Loneliness is about much more than being on your own. In fact, studies suggest that being on your own is not in the top five causes of loneliness. Number one on most expert’s scales is the loneliness caused by feeling you are isolated in the way you feel. Being isolated by worries about not paying bills, managing other people when you feel you can hardly manage breakfast, or anxious about a future you cannot predict.
If you are in or verging on a heightened state of anxiety it is all you need to hear that health and mental health risks associated with loneliness increase by a factor of between three and five in moments of national crisis; you know, if she can’t deal with what is going on what chance do I stand?
At the risk of making you feel a tad worse before offering advice about how to deal with how you feel, consider that the anxiety caused by this period of self-isolation and complex social uncertainty heightens health risks as much as smoking 15 cigarettes a day or having an alcohol abuse disorder. Researchers in the US also found that loneliness and social isolation are twice as harmful to physical and mental health as obesity.
The loneliness that can occur during life transitions such as losing your job, not being able to pay bills, or the death of a loved one is referred to by researchers as reactive loneliness. Chronic loneliness is then most likely to set in when individuals either don’t have the emotional, mental or financial resources to get out and satisfy their social needs, or they lack a social circle that can provide these benefits. For many of us this social circle is provided by the workplace; having things in common with those around us, including routines and things to moan about.
So how can we deal with this? Are there things we can do? There are probably twelve things that you can do, but you won’t read on if this blog goes on until Wednesday, so take these top four for now:
1 Topping and Tailing the Day with Things You Enjoy
Psychologists sometimes call this ‘taking time’. As in, making room in your diary for you. You are raising ‘you’ and your mental health on the agenda.

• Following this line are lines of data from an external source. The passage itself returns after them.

//! Shared helpers for driving the router in-process.

#![allow(dead_code)]

use axum::{
    body::{self, Body},
    http::{Request, StatusCode},
    Router,
};
use hmac::{Hmac, Mac};
use serde_json::{json, Value};
use sha2::Sha256;
use tower::ServiceExt;

use apply_receiver::{router, AppState, Config};

pub const TEST_SIGNING_SECRET: &str = "test-signing-secret";
pub const SUBMISSION_PATH: &str = "/apply/submission";

pub fn app() -> Router {
    router(AppState::new(
        Config::with_secret(TEST_SIGNING_SECRET).unwrap(),
    ))
}

/// `X-Signature-256` value for `raw` under `secret`, computed independently
/// of the crate's own signer.
pub fn sign_with(secret: &str, raw: &[u8]) -> String {
    let mut mac = Hmac::<Sha256>::new_from_slice(secret.as_bytes()).unwrap();
    mac.update(raw);
    format!("sha256={}", hex::encode(mac.finalize().into_bytes()))
}

pub fn sign(raw: &[u8]) -> String {
    sign_with(TEST_SIGNING_SECRET, raw)
}

pub fn valid_submission_payload() -> Value {
    json!({
        "action_run_link": "https://github.com/you/repo/actions/runs/123",
        "email": "you@example.com",
        "name": "Your Name",
        "repository_link": "https://github.com/you/repo",
        "resume_link": "https://example.com/resume",
        "timestamp": "2026-01-06T16:59:37.571Z",
    })
}

pub async fn send(app: Router, request: Request<Body>) -> (StatusCode, Value) {
    let response = app.oneshot(request).await.unwrap();
    let status = response.status();
    let bytes = body::to_bytes(response.into_body(), usize::MAX)
        .await
        .unwrap();
    let json = if bytes.is_empty() {
        Value::Null
    } else {
        serde_json::from_slice(&bytes).unwrap_or(Value::Null)
    };
    (status, json)
}

pub async fn post_submission(raw: Vec<u8>, signature: Option<&str>) -> (StatusCode, Value) {
    let mut builder = Request::builder()
        .method("POST")
        .uri(SUBMISSION_PATH)
        .header("content-type", "application/json");
    if let Some(signature) = signature {
        builder = builder.header("X-Signature-256", signature);
    }
    send(app(), builder.body(Body::from(raw)).unwrap()).await
}

pub fn is_receipt(value: &Value) -> bool {
    value.as_str().map_or(false, |s| {
        s.len() == 36
            && s.starts_with("sub_")
            && s[4..]
                .bytes()
                .all(|b| b.is_ascii_digit() || (b'a'..=b'f').contains(&b))
    })
}
//! Field-level checks used by the submission schema.

use chrono::{DateTime, NaiveDate, NaiveDateTime};
use url::Url;

const NAIVE_DATETIME_FORMATS: &[&str] = &[
    "%Y-%m-%dT%H:%M:%S%.f",
    "%Y-%m-%dT%H:%M:%S",
    "%Y-%m-%dT%H:%M",
    "%Y-%m-%d %H:%M:%S%.f",
    "%Y-%m-%d %H:%M:%S",
    "%Y-%m-%d %H:%M",
];

// `%z` accepts offsets with or without the colon
const OFFSET_DATETIME_FORMATS: &[&str] = &[
    "%Y-%m-%dT%H:%M:%S%.f%z",
    "%Y-%m-%dT%H:%M:%S%z",
    "%Y-%m-%dT%H:%M%z",
    "%Y-%m-%d %H:%M:%S%.f%z",
    "%Y-%m-%d %H:%M:%S%z",
    "%Y-%m-%d %H:%M%z",
];

/// Index of the first byte after `YYYY-MM-DDTHH`.
const HOUR_END: usize = 13;

/// Whether `value` is an ISO-8601 date or date-time.
///
/// A trailing `Z` is treated as `+00:00`. Naive date-times, hour-only times
/// (`2026-01-06T16`) and bare dates are accepted as well.
pub fn is_iso8601(value: &str) -> bool {
    let value = match value.strip_suffix('Z') {
        Some(rest) => format!("{}+00:00", rest),
        None => value.to_string(),
    };

    parses_as_datetime(&value)
        || with_minutes(&value).map_or(false, |v| parses_as_datetime(&v))
        || NaiveDate::parse_from_str(&value, "%Y-%m-%d").is_ok()
}

fn parses_as_datetime(value: &str) -> bool {
    DateTime::parse_from_rfc3339(value).is_ok()
        || OFFSET_DATETIME_FORMATS
            .iter()
            .any(|fmt| DateTime::parse_from_str(value, fmt).is_ok())
        || NAIVE_DATETIME_FORMATS
            .iter()
            .any(|fmt| NaiveDateTime::parse_from_str(value, fmt).is_ok())
}

/// Expand an hour-only time (`...T16`, `...T16+05:00`) to `...T16:00`.
fn with_minutes(value: &str) -> Option<String> {
    let bytes = value.as_bytes();
    let hour_only = bytes.len() >= HOUR_END
        && matches!(bytes[10], b'T' | b' ')
        && bytes[11..HOUR_END].iter().all(u8::is_ascii_digit)
        && bytes.get(HOUR_END).map_or(true, |b| matches!(b, b'+' | b'-'));
    if !hour_only {
        return None;
    }

    let mut expanded = value.to_string();
    expanded.insert_str(HOUR_END, ":00");
    Some(expanded)
}

/// Characters allowed in a dot-atom local part besides alphanumerics.
const ATEXT_SPECIALS: &str = "!#$%&'*+/=?^_`{|}~-";

const MAX_EMAIL_LEN: usize = 254;
const MAX_LOCAL_LEN: usize = 64;
const MAX_DOMAIN_LEN: usize = 253;

/// Syntactic e-mail check: a dot-atom local part, `@`, and a dotted,
/// DNS-shaped domain.
pub fn is_email(value: &str) -> bool {
    if value.chars().count() > MAX_EMAIL_LEN {
        return false;
    }

    let (local, domain) = match value.split_once('@') {
        Some(parts) => parts,
        None => return false,
    };

    let local_ok = local.chars().count() <= MAX_LOCAL_LEN
        && local.split('.').all(|atom| {
            !atom.is_empty()
                && atom
                    .chars()
                    .all(|c| c.is_alphanumeric() || ATEXT_SPECIALS.contains(c))
        });
    if !local_ok || domain.chars().count() > MAX_DOMAIN_LEN {
        return false;
    }

    let labels: Vec<&str> = domain.split('.').collect();
    if labels.len() < 2 {
        return false;
    }

    labels.iter().all(|label| {
        !label.is_empty()
            && label.len() <= 63
            && !label.starts_with('-')
            && !label.ends_with('-')
            && label.chars().all(|c| c.is_alphanumeric() || c == '-')
    })
}

/// Whether `value` is an absolute `http`/`https` URL with a host.
pub fn is_http_url(value: &str) -> bool {
    match Url::parse(value) {
        Ok(url) => {
            matches!(url.scheme(), "http" | "https")
                && url.host_str().map_or(false, |host| !host.is_empty())
        }
        Err(_) => false,
    }
}
//! Apply Receiver - signed job-application webhook receiver.
//!
//! This binary:
//! - Buffers the raw body of the submission route
//! - Verifies `X-Signature-256` over those exact bytes
//! - Validates the submission and returns an opaque receipt
//!
//! Nothing is persisted.

use std::net::SocketAddr;

use anyhow::{Context, Result};
use tokio::{net::TcpListener, signal};
use tracing::info;
use tracing_subscriber::{fmt, layer::SubscriberExt, util::SubscriberInitExt, EnvFilter};

use apply_receiver::{router, AppState, Config};

#[tokio::main]
async fn main() -> Result<()> {
    // Initialize structured JSON logging
    let filter =
        EnvFilter::try_from_default_env().unwrap_or_else(|_| EnvFilter::new("info"));

    tracing_subscriber::registry()
        .with(filter)
        .with(fmt::layer().json().flatten_event(true))
        .init();

    info!("web_server_starting");

    // Refuse to serve without a signing secret
    let config = Config::from_env().context("Invalid configuration")?;
    info!(
        port = config.port,
        submission_path = %config.submission_path,
        max_body_bytes = config.max_body_bytes,
        service_name = %config.service_name,
        "config_loaded"
    );

    let addr = SocketAddr::from(([0, 0, 0, 0], config.port));
    let app = router(AppState::new(config));

    let listener = TcpListener::bind(addr)
        .await
        .context("Failed to bind to address")?;

    info!(address = %addr, "web_server_listening");

    // Run server with graceful shutdown
    axum::serve(listener, app)
        .with_graceful_shutdown(shutdown_signal())
        .await
        .context("Server error")?;

    info!("web_server_shutdown_complete");

    Ok(())
}

/// Create a future that completes when a shutdown signal is received.
async fn shutdown_signal() {
    let ctrl_c = async {
        signal::ctrl_c()
            .await
            .expect("Failed to install Ctrl+C handler");
    };

    #[cfg(unix)]
    let terminate = async {
        signal::unix::signal(signal::unix::SignalKind::terminate())
            .expect("Failed to install SIGTERM handler")
            .recv()
            .await;
    };

    #[cfg(not(unix))]
    let terminate = std::future::pending::<()>();

    tokio::select! {
        _ = ctrl_c => info!("Received SIGINT"),
        _ = terminate => info!("Received SIGTERM"),
    }

    info!("web_server_shutting_down");
}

This can include something very straightforward, such as spending 30 minutes in the morning (and evening) as part of the ‘new normal’ we are going to be hearing a lot about in the upcoming months sitting and reading, or in the garden (if such you have) or emptying your head of all thoughts.
It could be that you have a treat first thing in the morning and last thing at night which you recognise as such when enjoying it and ‘wrap yourself around it’ whilst enjoying it, making the treat the centre of your thinking at that moment.
2 Look After Your Body
Again, for 30 minutes twice a day become focused on the one thing you can rely upon; you and your body. This does not have to be exercise (although there are loads of things you can do at home which can be watched online which you would never normally do, but which will make you feel so much better after just 10 minutes of doing it), it can be making three great decisions about what you put into your body each day.
For example, drinking a litre of luke warm water in the morning (instead of two cups of coffee), eliminating carbs from your evening meal, cutting out sugar and stimulants in one of three meals, or three in six drinks, etc. Having a handful of nuts rather than a bag of crisps, drinking pure lemon with water when you eat to enhance your insulin response yada yada ya.
3 Stay Connected
Call people rather than messaging them and, when you speak, don’t fixate on ‘the situation’, ‘the news’ or ‘the economy’. Talk about something else, ask twice as many questions of them as making statements about you and how you feel.
In a similar vein, if someone demonstrates signs of depression one of the first things psychologists recommend is to stop looking online. Stop seeking information that increases stress. Reach outside for others, rather than inside for how you feel.
4 Focus on the Present
One of the greatest things you can get out of the times in which we are living is a reconnection with the centre of yourself.
One of the best ways to do this is to engage in mindfulness. Spending 30 minutes with ‘you’, the real you, not the manic, worried out of control you is an immensely rewarding experience.
There is so much you can do online, for free. Easy stuff. Not wizardry or bizarre ‘Made in California’ type stuff. You can start with something simple, such as this …
… and then, if you don’t turn into a goat within a fortnight, move on a little to this
Just 30 minutes a day to reclaim yourself, reduce anxiety and regain control of the new you for the new normal? Why wouldn’t you?